Save More on a Small Salary
Saving money can be a challenge in the best of circumstances, but when you have a small salary, it can feel impossible to put money away and plan for your future. Rest assured, it can be done. There are many things you can do to start saving money, regardless of your income — even a little bit at a time is better than nothing.
If you’re ready to start building your nest egg, use these creative ideas to cut expenses, track spending and free up the money you do have coming in.
Track Your Spending
People who want to lose weight are told to track their eating — saving money on a small budget requires the same diligence. If you want to manage your money effectively, the first step is to track where it’s going once you get it.
You may not realize that $120 goes to gas or $300 a month goes to groceries. When you start tracking your expenses, you can then take the next step in getting control of your finances — creating a budget. Start with a tool like Mint, which will categorize all your spending for you. If you spend cash rather than using a credit card, stick to manual tracking:
“If you tend to make more cash transactions, you’ll need to hold onto your receipts and jot your purchases down in a notebook or in an Excel spreadsheet,” suggests Alexa with Single Mom’s Income. You can track in a Google Forms sheet as well, which is accessible wherever you have Internet.
Set a Benchmark and Small Goals
The best way to save on a small salary is to figure out where you’re starting, whether that’s in the green or the red. Luckily, you only need two numbers to figure that out — money in and money out. If you haven’t categorized your spending yet, you can still use this online budget calculator to set a benchmark. The tool will give you a number that represents how much you’ve overspent or saved. Use that as your benchmark and now set a goal.

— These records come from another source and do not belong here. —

use crate::credentials::{CredentialService, TOKEN_TTL_SECONDS};
use crate::models::auth::*;
use crate::AppState;
use axum::{
    extract::Extension,
    http::{header, StatusCode},
    response::Json,
    routing::{post, Router},
};
use std::sync::Arc;

pub fn auth_routes() -> Router {
    Router::new()
        .route("/api/auth/register", post(register))
        .route("/api/auth/login", post(login))
}

/// Session cookie carrying the signed token. HTTP-only and
/// cross-site-sendable so the SPA can be hosted on another origin.
fn session_cookie(token: &str) -> String {
    format!(
        "token={}; HttpOnly; Secure; SameSite=None; Path=/; Max-Age={}",
        token, TOKEN_TTL_SECONDS
    )
}

fn internal_error() -> (StatusCode, Json<ErrorResponse>) {
    (
        StatusCode::INTERNAL_SERVER_ERROR,
        Json(ErrorResponse {
            message: "Internal server error".to_string(),
        }),
    )
}

// One generic message for unknown email and wrong password: no hint
// about whether the email exists.
fn invalid_credentials() -> (StatusCode, Json<ErrorResponse>) {
    (
        StatusCode::BAD_REQUEST,
        Json(ErrorResponse {
            message: "Invalid email or password".to_string(),
        }),
    )
}

fn duplicate_user() -> (StatusCode, Json<ErrorResponse>) {
    (
        StatusCode::BAD_REQUEST,
        Json(ErrorResponse {
            message: "User already exists".to_string(),
        }),
    )
}

/// Login decision for a looked-up user row. `None` (unknown email) and a
/// password mismatch take the same rejection path.
fn authenticate_user(
    credentials: &CredentialService,
    user: Option<User>,
    password: &str,
) -> Result<User, (StatusCode, Json<ErrorResponse>)> {
    let Some(user) = user else {
        return Err(invalid_credentials());
    };

    match credentials.verify_password(password, &user.password_hash) {
        Ok(true) => Ok(user),
        Ok(false) => Err(invalid_credentials()),
        Err(e) => {
            tracing::error!("Error verifying password: {}", e);
            Err(internal_error())
        }
    }
}

/// A duplicate email that slipped past the existence check (concurrent
/// registration) hits the unique index; surface it as the same 400 the
/// check produces, not a 500.
fn map_registration_error(e: sqlx::Error) -> (StatusCode, Json<ErrorResponse>) {
    if let sqlx::Error::Database(db_err) = &e {
        if db_err.is_unique_violation() {
            return duplicate_user();
        }
    }
    tracing::error!("Error creating user: {}", e);
    internal_error()
}

async fn register(
    Extension(state): Extension<Arc<AppState>>,
    Json(payload): Json<RegisterRequest>,
) -> Result<(StatusCode, [(header::HeaderName, String); 1], Json<AuthResponse>), (StatusCode, Json<ErrorResponse>)>
{
    // Validate input
    if payload.email.is_empty()
        || payload.password.is_empty()
        || payload.full_name.first_name.is_empty()
    {
        return Err((
            StatusCode::BAD_REQUEST,
            Json(ErrorResponse {
                message: "Name, email, and password are required".to_string(),
            }),
        ));
    }

    if payload.password.len() < 6 {
        return Err((
            StatusCode::BAD_REQUEST,
            Json(ErrorResponse {
                message: "Password must be at least 6 characters long".to_string(),
            }),
        ));
    }

    // Email uniqueness is checked before creation (and backed by a
    // unique index in the schema).
    let existing_user = sqlx::query("SELECT id FROM users WHERE email = $1")
        .bind(&payload.email)
        .fetch_optional(&state.db_pool)
        .await;

    match existing_user {
        Ok(Some(_)) => {
            return Err(duplicate_user());
        }
        Ok(None) => {}
        Err(e) => {
            tracing::error!("Database error checking existing user: {}", e);
            return Err(internal_error());
        }
    }

    let password_hash = match state.credentials.hash_password(&payload.password) {
        Ok(hash) => hash,
        Err(e) => {
            tracing::error!("Error hashing password: {}", e);
            return Err(internal_error());
        }
    };

    let user = sqlx::query_as::<_, User>(
        "INSERT INTO users (first_name, last_name, email, password_hash)
         VALUES ($1, $2, $3, $4)
         RETURNING id, first_name, last_name, email, password_hash, created_at",
    )
    .bind(&payload.full_name.first_name)
    .bind(&payload.full_name.last_name)
    .bind(&payload.email)
    .bind(&password_hash)
    .fetch_one(&state.db_pool)
    .await
    .map_err(map_registration_error)?;

    let token = state.credentials.issue_token(user.id).map_err(|e| {
        tracing::error!("Error issuing session token: {}", e);
        internal_error()
    })?;

    tracing::info!("Registered new user: {}", user.email);

    Ok((
        StatusCode::CREATED,
        [(header::SET_COOKIE, session_cookie(&token))],
        Json(AuthResponse {
            message: "User registered successfully".to_string(),
            user: UserResponse::from(user),
        }),
    ))
}

async fn login(
    Extension(state): Extension<Arc<AppState>>,
    Json(payload): Json<LoginRequest>,
) -> Result<(StatusCode, [(header::HeaderName, String); 1], Json<AuthResponse>), (StatusCode, Json<ErrorResponse>)>
{
    if payload.email.is_empty() || payload.password.is_empty() {
        return Err((
            StatusCode::BAD_REQUEST,
            Json(ErrorResponse {
                message: "Email and password are required".to_string(),
            }),
        ));
    }

    let user = sqlx::query_as::<_, User>(
        "SELECT id, first_name, last_name, email, password_hash, created_at
         FROM users WHERE email = $1",
    )
    .bind(&payload.email)
    .fetch_optional(&state.db_pool)
    .await
    .map_err(|e| {
        tracing::error!("Database error finding user: {}", e);
        internal_error()
    })?;

    let user = authenticate_user(&state.credentials, user, &payload.password)?;

    let token = state.credentials.issue_token(user.id).map_err(|e| {
        tracing::error!("Error issuing session token: {}", e);
        internal_error()
    })?;

    tracing::info!("User logged in: {}", user.email);

    Ok((
        StatusCode::OK,
        [(header::SET_COOKIE, session_cookie(&token))],
        Json(AuthResponse {
            message: "User logged in successfully".to_string(),
            user: UserResponse::from(user),
        }),
    ))
}

#[cfg(test)]
mod tests {
    use super::*;
    use uuid::Uuid;

    #[test]
    fn test_session_cookie_attributes() {
        let cookie = session_cookie("abc.def.ghi");
        assert!(cookie.starts_with("token=abc.def.ghi;"));
        assert!(cookie.contains("HttpOnly"));
        assert!(cookie.contains("Secure"));
        assert!(cookie.contains("SameSite=None"));
        assert!(cookie.contains("Path=/"));
    }

    fn user_with_password(credentials: &CredentialService, password: &str) -> User {
        User {
            id: Uuid::new_v4(),
            first_name: "Ada".to_string(),
            last_name: "Lovelace".to_string(),
            email: "ada@example.com".to_string(),
            password_hash: credentials.hash_password(password).unwrap(),
            created_at: chrono::Utc::now(),
        }
    }

    #[test]
    fn test_login_rejection_is_uniform_for_unknown_email_and_wrong_password() {
        let credentials = CredentialService::new("test_secret");
        let user = user_with_password(&credentials, "correct horse");

        let (unknown_status, Json(unknown_body)) =
            authenticate_user(&credentials, None, "correct horse").unwrap_err();
        let (wrong_status, Json(wrong_body)) =
            authenticate_user(&credentials, Some(user), "battery staple").unwrap_err();

        assert_eq!(unknown_status, StatusCode::BAD_REQUEST);
        assert_eq!(wrong_status, StatusCode::BAD_REQUEST);
        assert_eq!(unknown_body.message, wrong_body.message);
        assert_eq!(wrong_body.message, "Invalid email or password");
    }

    #[test]
    fn test_login_accepts_matching_password() {
        let credentials = CredentialService::new("test_secret");
        let user = user_with_password(&credentials, "correct horse");
        let id = user.id;

        let authenticated = authenticate_user(&credentials, Some(user), "correct horse").unwrap();
        assert_eq!(authenticated.id, id);
    }

    #[derive(Debug)]
    struct StubDbError {
        unique: bool,
    }

    impl std::fmt::Display for StubDbError {
        fn fmt(&self, f: &mut std::fmt::Formatter<'_>) -> std::fmt::Result {
            write!(f, "duplicate key value violates unique constraint")
        }
    }

    impl std::error::Error for StubDbError {}

    impl sqlx::error::DatabaseError for StubDbError {
        fn message(&self) -> &str {
            "duplicate key value violates unique constraint"
        }

        fn as_error(&self) -> &(dyn std::error::Error + Send + Sync + 'static) {
            self
        }

        fn as_error_mut(&mut self) -> &mut (dyn std::error::Error + Send + Sync + 'static) {
            self
        }

        fn into_error(self: Box<Self>) -> Box<dyn std::error::Error + Send + Sync + 'static> {
            self
        }

        fn kind(&self) -> sqlx::error::ErrorKind {
            if self.unique {
                sqlx::error::ErrorKind::UniqueViolation
            } else {
                sqlx::error::ErrorKind::Other
            }
        }
    }

    #[test]
    fn test_concurrent_duplicate_registration_maps_to_bad_request() {
        // A duplicate email racing past the existence check surfaces as
        // a unique violation on the insert; it must not become a 500.
        let e = sqlx::Error::Database(Box::new(StubDbError { unique: true }));
        let (status, Json(body)) = map_registration_error(e);
        assert_eq!(status, StatusCode::BAD_REQUEST);
        assert_eq!(body.message, "User already exists");
    }

    #[test]
    fn test_other_insert_errors_stay_internal() {
        let e = sqlx::Error::Database(Box::new(StubDbError { unique: false }));
        let (status, _) = map_registration_error(e);
        assert_eq!(status, StatusCode::INTERNAL_SERVER_ERROR);

        let (status, _) = map_registration_error(sqlx::Error::RowNotFound);
        assert_eq!(status, StatusCode::INTERNAL_SERVER_ERROR);
    }
}
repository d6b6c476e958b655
pub mod auth;
pub mod chat;
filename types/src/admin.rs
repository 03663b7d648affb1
use std::fmt;

use serde::{Deserialize, Serialize};
use serde_json::Value;

/// An admin operation posted to the cluster control endpoint.
///
/// The control plane speaks a GraphQL-shaped protocol: a request is an
/// operation document plus a mapping of named variables, serialized as
/// `{ "query": ..., "variables": {...} }`.
#[derive(Debug, Clone, Serialize, Deserialize)]
pub struct AdminRequest {
    pub query: String,
    #[serde(default)]
    pub variables: serde_json::Map<String, Value>,
}

impl AdminRequest {
    #[must_use]
    pub fn new(query: impl Into<String>) -> Self {
        Self {
            query: query.into(),
            variables: serde_json::Map::new(),
        }
    }

    /// Bind a named variable. Later bindings of the same name win.
    #[must_use]
    pub fn variable(mut self, name: impl Into<String>, value: impl Into<Value>) -> Self {
        self.variables.insert(name.into(), value.into());
        self
    }
}

/// The control plane's response envelope: a data payload, a list of errors,
/// and optional extensions. A non-empty error list means the request failed
/// as a whole, whatever `data` contains.
#[derive(Debug, Clone, Default, Deserialize)]
pub struct AdminResponse {
    #[serde(default)]
    pub data: Option<Value>,
    #[serde(default)]
    pub errors: Vec<AdminApiError>,
    #[serde(default)]
    pub extensions: Option<Value>,
}

impl AdminResponse {
    /// Extract the data payload, treating a non-empty error list as failure.
    ///
    /// A response with no errors and no data yields `Value::Null`; sparse
    /// responses are the status query's normal shape while a task is young.
    pub fn into_data(self) -> Result<Value, Vec<AdminApiError>> {
        if self.errors.is_empty() {
            Ok(self.data.unwrap_or(Value::Null))
        } else {
            Err(self.errors)
        }
    }
}

/// One entry of the response error list.
#[derive(Debug, Clone, Deserialize)]
pub struct AdminApiError {
    #[serde(default)]
    pub message: String,
    #[serde(default)]
    pub extensions: Option<Value>,
}

impl AdminApiError {
    #[must_use]
    pub fn new(message: impl Into<String>) -> Self {
        Self {
            message: message.into(),
            extensions: None,
        }
    }
}

impl fmt::Display for AdminApiError {
    fn fmt(&self, f: &mut fmt::Formatter<'_>) -> fmt::Result {
        f.write_str(&self.message)
    }
}
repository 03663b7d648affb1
//! Client for long-running cluster admin tasks.
//!
//! # Architecture
//!
//! The crate is organized around an explicit capability seam:
//!
//! - [`ControlApi`] - the two calls a cluster control plane must expose
//!   (post an admin request, report node health)
//! - [`HttpControlApi`] - reqwest-backed implementation of that seam
//! - [`TaskWaiter`] - submits an admin mutation, then polls the task the
//!   control plane assigned until it reaches a terminal status
//! - [`ops`] - the concrete operations built on the waiter (backup,
//!   restore, restore-completion polling)
//!
//! Passing the capability in (rather than consulting a process-global
//! cluster handle) keeps the waiter testable against scripted fakes and
//! lets independent waiters poll independent clusters concurrently.
//!
//! # Failure semantics
//!
//! Transport failures, malformed responses, and responses carrying a
//! non-empty error list all surface immediately as [`AdminError`] - none
//! of them is retried. Only the "task not yet terminal" condition loops,
//! on a fixed interval, optionally bounded by a caller deadline
//! ([`WaitError::DeadlineExceeded`]).

mod api;
mod error;
mod http;
pub mod ops;
mod waiter;

pub use api::{ControlApi, run_admin};
pub use error::{AdminError, WaitError};
pub use http::{HttpControlApi, HttpControlApiBuilder};
pub use waiter::{DEFAULT_POLL_INTERVAL, TaskWaiter};

pub use taskwatch_types as types;

use std::sync::OnceLock;
use std::time::Duration;

const CONNECT_TIMEOUT_SECS: u64 = 30;
const TCP_KEEPALIVE_SECS: u64 = 60;
const POOL_IDLE_TIMEOUT_SECS: u64 = 90;

/// Process-wide HTTP client with conservative transport settings.
///
/// Control endpoints are commonly plain-HTTP on a private network, so TLS
/// is not forced here; pass a hardened client through
/// [`HttpControlApiBuilder::client`] when talking across trust boundaries.
pub fn http_client() -> &'static reqwest::Client {
    static CLIENT: OnceLock<reqwest::Client> = OnceLock::new();
    CLIENT.get_or_init(|| {
        base_client_builder().build().unwrap_or_else(|e| {
            tracing::error!("failed to build shared HTTP client: {e}; falling back to defaults");
            reqwest::Client::new()
        })
    })
}

fn base_client_builder() -> reqwest::ClientBuilder {
    reqwest::Client::builder()
        .connect_timeout(Duration::from_secs(CONNECT_TIMEOUT_SECS))
        .redirect(reqwest::redirect::Policy::none())
        .tcp_keepalive(Some(Duration::from_secs(TCP_KEEPALIVE_SECS)))
        .pool_idle_timeout(Some(Duration::from_secs(POOL_IDLE_TIMEOUT_SECS)))
}

/// Shared client with a per-request timeout applied on top of the base
/// transport settings.
pub fn http_client_with_timeout(timeout: Duration) -> Result<reqwest::Client, reqwest::Error> {
    base_client_builder().timeout(timeout).build()
}
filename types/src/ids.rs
use std::fmt;

/// Opaque identifier the control plane assigns to a long-running task.
///
/// The contents carry no structure the client may rely on; the id is only
/// ever echoed back into status queries.
#[derive(Debug, Clone, PartialEq, Eq, Hash, serde::Serialize, serde::Deserialize)]
#[serde(transparent)]
pub struct TaskId(String);

impl TaskId {
    #[must_use]
    pub fn new(id: impl Into<String>) -> Self {
        Self(id.into())
    }

    #[must_use]
    pub fn as_str(&self) -> &str {
        &self.0
    }

    #[must_use]
    pub fn into_inner(self) -> String {
        self.0
    }
}

impl fmt::Display for TaskId {
    fn fmt(&self, f: &mut fmt::Formatter<'_>) -> fmt::Result {
        write!(f, "{}", self.0)
    }
}

impl From<&str> for TaskId {
    fn from(id: &str) -> Self {
        Self(id.to_owned())
    }
}

impl From<String> for TaskId {
    fn from(id: String) -> Self {
        Self(id)
    }
}

#[cfg(test)]
mod tests {
    use super::*;

    #[test]
    fn serde_is_transparent() {
        let id = TaskId::new("0x1a");
        let json = serde_json::to_string(&id).unwrap();
        assert_eq!(json, "\"0x1a\"");

        let back: TaskId = serde_json::from_str(&json).unwrap();
        assert_eq!(back, id);
    }

    #[test]
    fn display_matches_inner() {
        assert_eq!(TaskId::new("task-7").to_string(), "task-7");
    }
}
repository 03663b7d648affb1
use std::time::Duration;

use reqwest::StatusCode;
use taskwatch_types::{AdminApiError, TaskId};
use thiserror::Error;

/// Failure of a single admin request. None of these is ever retried; the
/// caller sees the first failure as-is.
#[derive(Debug, Error)]
pub enum AdminError {
    /// The HTTP call itself failed (connect, TLS, timeout, body read).
    #[error("transport error while contacting control endpoint")]
    Transport(#[from] reqwest::Error),

    /// The control endpoint answered with a non-success HTTP status.
    #[error("control endpoint returned HTTP {status}")]
    Http { status: StatusCode },

    /// The request could not be serialized before sending.
    #[error("failed to encode admin request")]
    Encode(#[source] serde_json::Error),

    /// The response body was not a valid admin response envelope.
    #[error("malformed admin response")]
    Decode(#[from] serde_json::Error),

    /// The envelope decoded cleanly but carried a non-empty error list.
    #[error("admin request rejected: {}", join_messages(.errors))]
    Remote { errors: Vec<AdminApiError> },
}

/// Failure of a submit-and-wait operation.
#[derive(Debug, Error)]
pub enum WaitError {
    #[error(transparent)]
    Admin(#[from] AdminError),

    /// The task reached the terminal `Failed` status.
    #[error("task {id} failed")]
    TaskFailed { id: TaskId },

    /// The task reached the terminal `Unknown` status. The control plane
    /// no longer knows the task; waiting longer cannot help.
    #[error("task {id} finished with status Unknown")]
    TaskUnknown { id: TaskId },

    /// The caller-supplied deadline elapsed before a terminal status.
    #[error("no terminal status within {waited:?}")]
    DeadlineExceeded { waited: Duration },

    /// The operation was accepted at the HTTP level but its embedded
    /// response code was not `Success`.
    #[error("operation rejected with response code {code:?}")]
    Rejected { code: String },

    /// The mutation succeeded but the payload carried no task id to poll.
    #[error("control plane returned no task id")]
    MissingTaskId,
}

fn join_messages(errors: &[AdminApiError]) -> String {
    errors
        .iter()
        .map(|e| e.message.as_str())
        .collect::<Vec<_>>()
        .join("; ")
}

#[cfg(test)]
mod tests {
    use super::*;

    #[test]
    fn remote_error_lists_all_messages() {
        let err = AdminError::Remote {
            errors: vec![
                AdminApiError::new("not logged in"),
                AdminApiError::new("backup in progress"),
            ],
        };
        assert_eq!(
            err.to_string(),
            "admin request rejected: not logged in; backup in progress"
        );
    }

    #[test]
    fn encode_and_decode_failures_read_differently() {
        let json_err = serde_json::from_str::<serde_json::Value>("not json").unwrap_err();
        assert_eq!(
            AdminError::Encode(json_err).to_string(),
            "failed to encode admin request"
        );

        let json_err = serde_json::from_str::<serde_json::Value>("not json").unwrap_err();
        assert_eq!(
            AdminError::Decode(json_err).to_string(),
            "malformed admin response"
        );
    }

    #[test]
    fn wait_error_is_transparent_over_admin_error() {
        let err = WaitError::from(AdminError::Http {
            status: StatusCode::SERVICE_UNAVAILABLE,
        });
        assert_eq!(err.to_string(), "control endpoint returned HTTP 503 Service Unavailable");
    }
}
//! Core domain types for taskwatch.
//!
//! This crate contains pure domain types with no IO and no async: the task
//! identifier and status vocabulary of the cluster control plane, and the
//! wire shapes of its admin request/response envelope. Everything here can
//! be used from any layer, including test fakes that never touch a network.

mod admin;
mod ids;
mod status;

pub use admin::{AdminApiError, AdminRequest, AdminResponse};
pub use ids::TaskId;
pub use status::TaskStatus;
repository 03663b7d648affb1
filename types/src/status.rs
use std::fmt;

use serde::{Deserialize, Serialize};

/// Status of a long-running task as reported by the control plane.
///
/// The wire value is a free-form string. `Success`, `Failed`, and `Unknown`
/// are terminal; every other value (`Running`, `Queued`, an empty string on
/// a sparsely populated response, ...) means the task has not settled yet
/// and the caller should keep polling.
#[derive(Debug, Clone, PartialEq, Eq, Serialize, Deserialize)]
#[serde(from = "String", into = "String")]
pub enum TaskStatus {
    Success,
    Failed,
    Unknown,
    /// Any non-terminal marker, preserved verbatim for logging.
    Other(String),
}

impl TaskStatus {
    /// True once no further state transition can occur.
    #[must_use]
    pub fn is_terminal(&self) -> bool {
        !matches!(self, Self::Other(_))
    }

    #[must_use]
    pub fn as_str(&self) -> &str {
        match self {
            Self::Success => "Success",
            Self::Failed => "Failed",
            Self::Unknown => "Unknown",
            Self::Other(raw) => raw,
        }
    }
}

impl Default for TaskStatus {
    fn default() -> Self {
        Self::Other(String::new())
    }
}

impl From<String> for TaskStatus {
    fn from(raw: String) -> Self {
        match raw.as_str() {
            "Success" => Self::Success,
            "Failed" => Self::Failed,
            "Unknown" => Self::Unknown,
            _ => Self::Other(raw),
        }
    }
}

impl From<&str> for TaskStatus {
    fn from(raw: &str) -> Self {
        Self::from(raw.to_owned())
    }
}

impl From<TaskStatus> for String {
    fn from(status: TaskStatus) -> Self {
        match status {
            TaskStatus::Other(raw) => raw,
            terminal => terminal.as_str().to_owned(),
        }
    }
}

impl fmt::Display for TaskStatus {
    fn fmt(&self, f: &mut fmt::Formatter<'_>) -> fmt::Result {
        f.write_str(self.as_str())
    }
}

The key is setting simple goals that are attainable. Remember, it will take time to reach a place where you can build savings; simple, achievable goals will help you get there. For example, your goal might be to simply cut down spending by $100 next month.
Even if you’re not saving just yet, you’re staying aware of spending, which will lead to your ultimate goal of building savings.
Start Meal Planning
If you work full-time, buying lunch may be the only option thanks to a busy schedule. At an average cost of $11 per lunch bought, however, if you stop buying lunch just one time each week, you could save a whopping $552 annually, according to LearnVest. Make that two less lunches a week for more than $1,000 in annual savings. This is one of the best opportunities for savings — so start meal planning this week. Here’s how:
- Pick one day a week to prep everything. This is usually Sunday for those who work Monday through Friday.
- Decide what you want to eat for the week. You can make a big pot of veggie pasta, chili, chicken and roasted sweet potato, etc.
- Make a large batch and portion it out into to-go containers so you can grab it on your way out in the morning.
This habit has the added bonus of helping you establish healthier eating habits as well, making it a win-win.
Pay off High-Interest Debt
There are several tactics you can use to attack your debt balance — some of the most successful strategies have you paying less on interest right away. Make a list of all your debts along with the interest rate for each one, then focus on paying the highest amount possible toward the one with the highest interest. Pay the minimum for all others, freeing up some cash for this effort. If possible, you can even defer smaller loans to make this easier.
Start a Side Hustle
Unlike just getting a part-time job or a second job, a side hustle is a great way to make extra money by doing something you love or are really good at. If you refinish old furniture, you can turn this into a small side hustle. If you can market it, you can do it to make income on the side.
Not sure what your side hustle should be? Here are 99 ideas you can start today.
Maximize Your Employer’s Savings Opportunities
If you’re employed, look into company retirement plan options. Many employers match your 401(k) contributions, allowing you to save a lot more without doing anything extra. Even without a matching program, it’s wise to get your 401(k) set up. When you do, your money is typically pulled from your paycheck before taxes, and you never see it cross your hands — making it much easier to put away.
While it sounds scary losing a piece of your already small paycheck, even just 10 percent of your pre-tax dollars can make a big difference.
Use these ideas to start saving more this week. Build a nest egg that you can turn to in an emergency or for your next big vacation, and you’ll feel less stressed about the financial “what-ifs” in life.